The issue of death penalty or execution of a person is now a debatable issue – for some it is essential while for others it is unacceptable to take a life as it is inhuman. This writer acknowledges that it is inhuman, but what about those who have committed equally inhuman offences?
Some of the rights groups like the London-based Amnesty International were all out against executing Bangladesh’s war criminals like Salahuddin Quader Chowdhury and Motiur Rahman Nizami, the leader of the fundamentalist Jamaat-e-Islami, who led the vicious Al-Badr militias to kill hundreds of pro-independence people in 1971.This writer was in London as an official in the Bangladesh High Commission at that time and visited Amnesty International’s head office to meet an old professional acquaintance – Abbas Faiz, a South Asia specialist. A full team awaited me in its conference room and after some pleasantries the issue of Nizami and other death sentences of war criminals came up.
Abbas and his team tried to convince this writer against the executions on different grounds; they thought there could be other alternatives including life term in prison.
None of it was acceptable to this writer who in a raised voice asked, “They killed innocent people for demanding independence and that is no issue for you.
I will never agree to your stand against their death penalty. Do you have the heart to feel the pain of those who lost their dear ones for no crime, but just to support an independent country?”
The debate went on and surely they had reached a conclusion that this writer was no more a friend of theirs but just “a blind supporter” of Prime Minister Sheikh Hasina and her ruling Awami League. On that point, this writer told the Amnesty team: “I have saluted and thanked the premier not only on my behalf, but also on behalf of my martyred father and late mother, who had campaigned for the trial of the war criminals.”
In the USA some states still have provisions for death penalty, but most of the European countries have abrogated death penalty and would not extradite anybody who would face execution in his own country.The fact is that, if seen very fairly, Europe has crossed the time to uproot some crimes, which some of the countries like Bangladesh have not been able to do yet.
Benazir Ahmed, the Director General of the elite crime fighters Rapid Action Battalion (RAB) has proposed on Tuesday that those who adulterate food should be given death sentence and he would take the demand to the concerned government leaders.
This writer fully agrees with him and thanks him for making this demand. Why? When this writer’s younger brother was born, he needed imported canned milk powder. Once, he suddenly developed serious allergy all over his body, including his tiny head which mercilessly itched. The little baby would cry day and night without letting his mother sleep. The doctor at Dhaka’s Combined Military Hospital was worried and asked for some tests which revealed his blood had some kind of “poison.”
He needed hospitalisation and amid worries about his life, he slowly recovered after a month. Two weeks or so was spent in the hospital.

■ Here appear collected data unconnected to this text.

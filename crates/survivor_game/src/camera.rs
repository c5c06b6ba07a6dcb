use glam::Vec2;
use survivor_core::{Rect, View2D};

/// Which of the two fixed views is active.
#[derive(Debug, Clone, Copy, PartialEq, Eq, Default)]
pub enum CameraMode {
    #[default]
    Normal,
    /// Aiming: same centre, larger visible extent.
    Zoomed,
}

/// The two precomputed views and the switch between them.  Views are
/// swapped, never interpolated.
#[derive(Debug, Clone)]
pub struct Camera {
    mode: CameraMode,
    normal: View2D,
    zoomed: View2D,
}

impl Camera {
    pub fn new(world_size: Vec2, zoom_factor: f32) -> Self {
        let normal = View2D::from_extent(world_size);
        Self {
            mode: CameraMode::Normal,
            normal,
            zoomed: normal.zoomed(zoom_factor),
        }
    }

    pub fn mode(&self) -> CameraMode {
        self.mode
    }

    pub fn set_mode(&mut self, mode: CameraMode) {
        if self.mode != mode {
            log::debug!("camera mode {:?} -> {:?}", self.mode, mode);
            self.mode = mode;
        }
    }

    /// View used for rendering and cursor mapping this frame.
    pub fn active(&self) -> &View2D {
        match self.mode {
            CameraMode::Normal => &self.normal,
            CameraMode::Zoomed => &self.zoomed,
        }
    }

    pub fn view(&self, mode: CameraMode) -> &View2D {
        match mode {
            CameraMode::Normal => &self.normal,
            CameraMode::Zoomed => &self.zoomed,
        }
    }

    /// Union of both views' bounds: anything outside is never on screen.
    pub fn visible_limit(&self) -> Rect {
        let a = self.normal.bounds();
        let b = self.zoomed.bounds();
        Rect::new(a.min.min(b.min), a.max.max(b.max))
    }
}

The doctor finally established that the milk-powder of the tin-made container was contaminated with some poisonous substance. This baby was lucky to have got right treatment, but maybe many did not make it. Isn’t that a premeditated and cold-blooded murder just to make quick money?
Thus food adulterers need to be given death penalty as some chemicals they use cause fatal kidney diseases, blood problems and premature death of babies, according to media reports.
On the eve of the first day of holy Ramadan, a nurse was raped and killed by staffers of a private bus as she travelled alone. It is the same thing as Nusrat, a madrasa girl killed by dousing her in kerosene and setting alight. Many such cases are not even reported due to the conservative society Bangladesh has and mostly, when women are dead after their lives’ worst nightmare, media reports are made.
Prime Minister Sheikh Hasina has warned recently after the brutal killing of Nusrat that she (PM) might be “forced to seek the highest punishment” for crimes against women.
The highest punishment is definitely the death penalty and this writer supports the stand taken by the Prime Minister.
Our police forces are known for their corruption as evident also in Nusrat’s killing. Had the area’s policemen acted in line with their sacred duties, this Madrasa girl would remain alive now. Thus graft must also be brought under the provision of death penalty.
Thus, to totally uproot some crimes which are affecting our lives seriously in the way militants do, death penalty and speedy trial are obligatory. The nation must stand up to back the death penalty issue to save themselves and the future generations. Otherwise, we must remain ready for a sick nation.
Once we have uprooted certain crimes like the European countries have achieved, we may consider abrogating death penalty.